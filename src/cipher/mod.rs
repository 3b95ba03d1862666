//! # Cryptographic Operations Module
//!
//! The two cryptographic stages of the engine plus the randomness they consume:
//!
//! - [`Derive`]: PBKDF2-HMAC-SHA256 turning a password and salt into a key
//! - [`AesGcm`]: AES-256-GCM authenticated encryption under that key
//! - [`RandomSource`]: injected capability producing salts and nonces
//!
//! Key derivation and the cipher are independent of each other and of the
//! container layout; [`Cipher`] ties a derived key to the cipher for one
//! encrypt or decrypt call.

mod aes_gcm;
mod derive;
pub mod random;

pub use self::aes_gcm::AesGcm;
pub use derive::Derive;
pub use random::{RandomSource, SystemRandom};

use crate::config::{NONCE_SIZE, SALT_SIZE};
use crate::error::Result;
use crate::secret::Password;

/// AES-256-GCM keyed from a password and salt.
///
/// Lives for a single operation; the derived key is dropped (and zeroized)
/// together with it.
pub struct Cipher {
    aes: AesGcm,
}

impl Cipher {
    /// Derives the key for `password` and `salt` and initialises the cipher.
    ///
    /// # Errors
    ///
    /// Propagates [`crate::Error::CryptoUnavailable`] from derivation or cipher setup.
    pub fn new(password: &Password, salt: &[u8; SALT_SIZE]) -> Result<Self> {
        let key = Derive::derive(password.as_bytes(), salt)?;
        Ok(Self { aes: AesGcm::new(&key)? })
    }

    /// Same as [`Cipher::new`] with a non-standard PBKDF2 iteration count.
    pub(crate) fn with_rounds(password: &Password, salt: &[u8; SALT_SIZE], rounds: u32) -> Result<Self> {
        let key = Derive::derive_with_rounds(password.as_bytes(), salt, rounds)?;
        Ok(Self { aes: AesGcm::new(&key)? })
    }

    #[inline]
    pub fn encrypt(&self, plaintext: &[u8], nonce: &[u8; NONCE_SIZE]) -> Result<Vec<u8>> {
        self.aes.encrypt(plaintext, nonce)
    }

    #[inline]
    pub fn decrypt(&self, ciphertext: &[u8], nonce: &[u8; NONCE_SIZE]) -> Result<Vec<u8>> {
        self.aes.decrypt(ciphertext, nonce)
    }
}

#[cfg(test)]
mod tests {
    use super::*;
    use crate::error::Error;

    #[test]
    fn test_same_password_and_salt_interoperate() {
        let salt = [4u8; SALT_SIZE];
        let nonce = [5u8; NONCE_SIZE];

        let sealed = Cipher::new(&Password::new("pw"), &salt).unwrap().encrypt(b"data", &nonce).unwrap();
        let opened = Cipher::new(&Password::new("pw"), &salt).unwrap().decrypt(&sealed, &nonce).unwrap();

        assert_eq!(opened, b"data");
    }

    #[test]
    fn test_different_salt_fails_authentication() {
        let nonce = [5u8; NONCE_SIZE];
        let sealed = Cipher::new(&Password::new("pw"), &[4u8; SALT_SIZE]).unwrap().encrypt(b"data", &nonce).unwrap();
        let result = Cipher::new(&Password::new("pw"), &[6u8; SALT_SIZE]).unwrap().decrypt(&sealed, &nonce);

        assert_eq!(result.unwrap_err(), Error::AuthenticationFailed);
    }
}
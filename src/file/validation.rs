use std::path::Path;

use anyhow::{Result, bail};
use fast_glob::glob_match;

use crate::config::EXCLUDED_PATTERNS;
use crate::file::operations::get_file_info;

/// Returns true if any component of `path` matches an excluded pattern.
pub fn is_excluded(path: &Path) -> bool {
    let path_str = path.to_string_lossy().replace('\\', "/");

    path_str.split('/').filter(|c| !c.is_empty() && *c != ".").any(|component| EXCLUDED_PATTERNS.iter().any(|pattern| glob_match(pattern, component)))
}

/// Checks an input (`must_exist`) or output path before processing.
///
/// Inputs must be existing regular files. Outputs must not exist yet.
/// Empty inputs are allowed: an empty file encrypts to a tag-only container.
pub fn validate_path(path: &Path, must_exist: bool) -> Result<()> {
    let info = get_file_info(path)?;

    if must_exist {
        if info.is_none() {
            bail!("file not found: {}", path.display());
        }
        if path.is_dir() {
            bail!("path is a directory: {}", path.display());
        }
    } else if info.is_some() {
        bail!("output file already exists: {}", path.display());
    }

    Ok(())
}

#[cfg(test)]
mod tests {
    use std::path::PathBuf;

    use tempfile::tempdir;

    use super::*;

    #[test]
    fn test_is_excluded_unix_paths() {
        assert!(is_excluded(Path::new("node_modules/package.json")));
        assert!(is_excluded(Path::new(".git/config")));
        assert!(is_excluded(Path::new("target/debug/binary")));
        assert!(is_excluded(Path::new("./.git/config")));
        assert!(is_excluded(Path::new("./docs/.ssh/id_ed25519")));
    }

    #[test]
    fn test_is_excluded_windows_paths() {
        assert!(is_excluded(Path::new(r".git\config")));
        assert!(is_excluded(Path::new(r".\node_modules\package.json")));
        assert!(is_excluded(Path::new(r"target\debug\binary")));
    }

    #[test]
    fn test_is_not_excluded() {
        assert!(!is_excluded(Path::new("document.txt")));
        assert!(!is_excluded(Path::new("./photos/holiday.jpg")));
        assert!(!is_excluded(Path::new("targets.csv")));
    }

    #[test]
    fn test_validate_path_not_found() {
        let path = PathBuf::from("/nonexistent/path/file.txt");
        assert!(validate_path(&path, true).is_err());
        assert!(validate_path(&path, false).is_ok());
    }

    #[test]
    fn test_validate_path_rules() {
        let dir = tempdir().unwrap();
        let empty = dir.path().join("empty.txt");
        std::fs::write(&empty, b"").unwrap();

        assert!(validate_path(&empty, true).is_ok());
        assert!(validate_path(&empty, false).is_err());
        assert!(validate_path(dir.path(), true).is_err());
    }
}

######

(Task requirements)
An exact copy of the material above is needed.

(Output below)
filename src/cipher/mod.rs
repository 3b95ba03d1862666
//! # Cryptographic Operations Module
//!
//! The two cryptographic stages of the engine plus the randomness they consume:
//!
//! - [`Derive`]: PBKDF2-HMAC-SHA256 turning a password and salt into a key
//! - [`AesGcm`]: AES-256-GCM authenticated encryption under that key
//! - [`RandomSource`]: injected capability producing salts and nonces
//!
//! Key derivation and the cipher are independent of each other and of the
//! container layout; [`Cipher`] ties a derived key to the cipher for one
//! encrypt or decrypt call.

mod aes_gcm;
mod derive;
pub mod random;

pub use self::aes_gcm::AesGcm;
pub use derive::Derive;
pub use random::{RandomSource, SystemRandom};

use crate::config::{NONCE_SIZE, SALT_SIZE};
use crate::error::Result;
use crate::secret::Password;

/// AES-256-GCM keyed from a password and salt.
///
/// Lives for a single operation; the derived key is dropped (and zeroized)
/// together with it.
pub struct Cipher {
    aes: AesGcm,
}

impl Cipher {
    /// Derives the key for `password` and `salt` and initialises the cipher.
    ///
    /// # Errors
    ///
    /// Propagates [`crate::Error::CryptoUnavailable`] from derivation or cipher setup.
    pub fn new(password: &Password, salt: &[u8; SALT_SIZE]) -> Result<Self> {
        let key = Derive::derive(password.as_bytes(), salt)?;
        Ok(Self { aes: AesGcm::new(&key)? })
    }

    /// Same as [`Cipher::new`] with a non-standard PBKDF2 iteration count.
    pub(crate) fn with_rounds(password: &Password, salt: &[u8; SALT_SIZE], rounds: u32) -> Result<Self> {
        let key = Derive::derive_with_rounds(password.as_bytes(), salt, rounds)?;
        Ok(Self { aes: AesGcm::new(&key)? })
    }

    #[inline]
    pub fn encrypt(&self, plaintext: &[u8], nonce: &[u8; NONCE_SIZE]) -> Result<Vec<u8>> {
        self.aes.encrypt(plaintext, nonce)
    }

    #[inline]
    pub fn decrypt(&self, ciphertext: &[u8], nonce: &[u8; NONCE_SIZE]) -> Result<Vec<u8>> {
        self.aes.decrypt(ciphertext, nonce)
    }
}

#[cfg(test)]
mod tests {
    use super::*;
    use crate::error::Error;

    #[test]
    fn test_same_password_and_salt_interoperate() {
        let salt = [4u8; SALT_SIZE];
        let nonce = [5u8; NONCE_SIZE];

        let sealed = Cipher::new(&Password::new("pw"), &salt).unwrap().encrypt(b"data", &nonce).unwrap();
        let opened = Cipher::new(&Password::new("pw"), &salt).unwrap().decrypt(&sealed, &nonce).unwrap();

        assert_eq!(opened, b"data");
    }

    #[test]
    fn test_different_salt_fails_authentication() {
        let nonce = [5u8; NONCE_SIZE];
        let sealed = Cipher::new(&Password::new("pw"), &[4u8; SALT_SIZE]).unwrap().encrypt(b"data", &nonce).unwrap();
        let result = Cipher::new(&Password::new("pw"), &[6u8; SALT_SIZE]).unwrap().decrypt(&sealed, &nonce);

        assert_eq!(result.unwrap_err(), Error::AuthenticationFailed);
    }
}
filename src/file/validation.rs
use std::path::Path;

use anyhow::{Result, bail};
use fast_glob::glob_match;

use crate::config::EXCLUDED_PATTERNS;
use crate::file::operations::get_file_info;

/// Returns true if any component of `path` matches an excluded pattern.
pub fn is_excluded(path: &Path) -> bool {
    let path_str = path.to_string_lossy().replace('\\', "/");

    path_str.split('/').filter(|c| !c.is_empty() && *c != ".").any(|component| EXCLUDED_PATTERNS.iter().any(|pattern| glob_match(pattern, component)))
}

/// Checks an input (`must_exist`) or output path before processing.
///
/// Inputs must be existing regular files. Outputs must not exist yet.
/// Empty inputs are allowed: an empty file encrypts to a tag-only container.
pub fn validate_path(path: &Path, must_exist: bool) -> Result<()> {
    let info = get_file_info(path)?;

    if must_exist {
        if info.is_none() {
            bail!("file not found: {}", path.display());
        }
        if path.is_dir() {
            bail!("path is a directory: {}", path.display());
        }
    } else if info.is_some() {
        bail!("output file already exists: {}", path.display());
    }

    Ok(())
}

#[cfg(test)]
mod tests {
    use std::path::PathBuf;

    use tempfile::tempdir;

    use super::*;

    #[test]
    fn test_is_excluded_unix_paths() {
        assert!(is_excluded(Path::new("node_modules/package.json")));
        assert!(is_excluded(Path::new(".git/config")));
        assert!(is_excluded(Path::new("target/debug/binary")));
        assert!(is_excluded(Path::new("./.git/config")));
        assert!(is_excluded(Path::new("./docs/.ssh/id_ed25519")));
    }

    #[test]
    fn test_is_excluded_windows_paths() {
        assert!(is_excluded(Path::new(r".git\config")));
        assert!(is_excluded(Path::new(r".\node_modules\package.json")));
        assert!(is_excluded(Path::new(r"target\debug\binary")));
    }

    #[test]
    fn test_is_not_excluded() {
        assert!(!is_excluded(Path::new("document.txt")));
        assert!(!is_excluded(Path::new("./photos/holiday.jpg")));
        assert!(!is_excluded(Path::new("targets.csv")));
    }

    #[test]
    fn test_validate_path_not_found() {
        let path = PathBuf::from("/nonexistent/path/file.txt");
        assert!(validate_path(&path, true).is_err());
        assert!(validate_path(&path, false).is_ok());
    }

    #[test]
    fn test_validate_path_rules() {
        let dir = tempdir().unwrap();
        let empty = dir.path().join("empty.txt");
        std::fs::write(&empty, b"").unwrap();

        assert!(validate_path(&empty, true).is_ok());
        assert!(validate_path(&empty, false).is_err());
        assert!(validate_path(dir.path(), true).is_err());
    }
}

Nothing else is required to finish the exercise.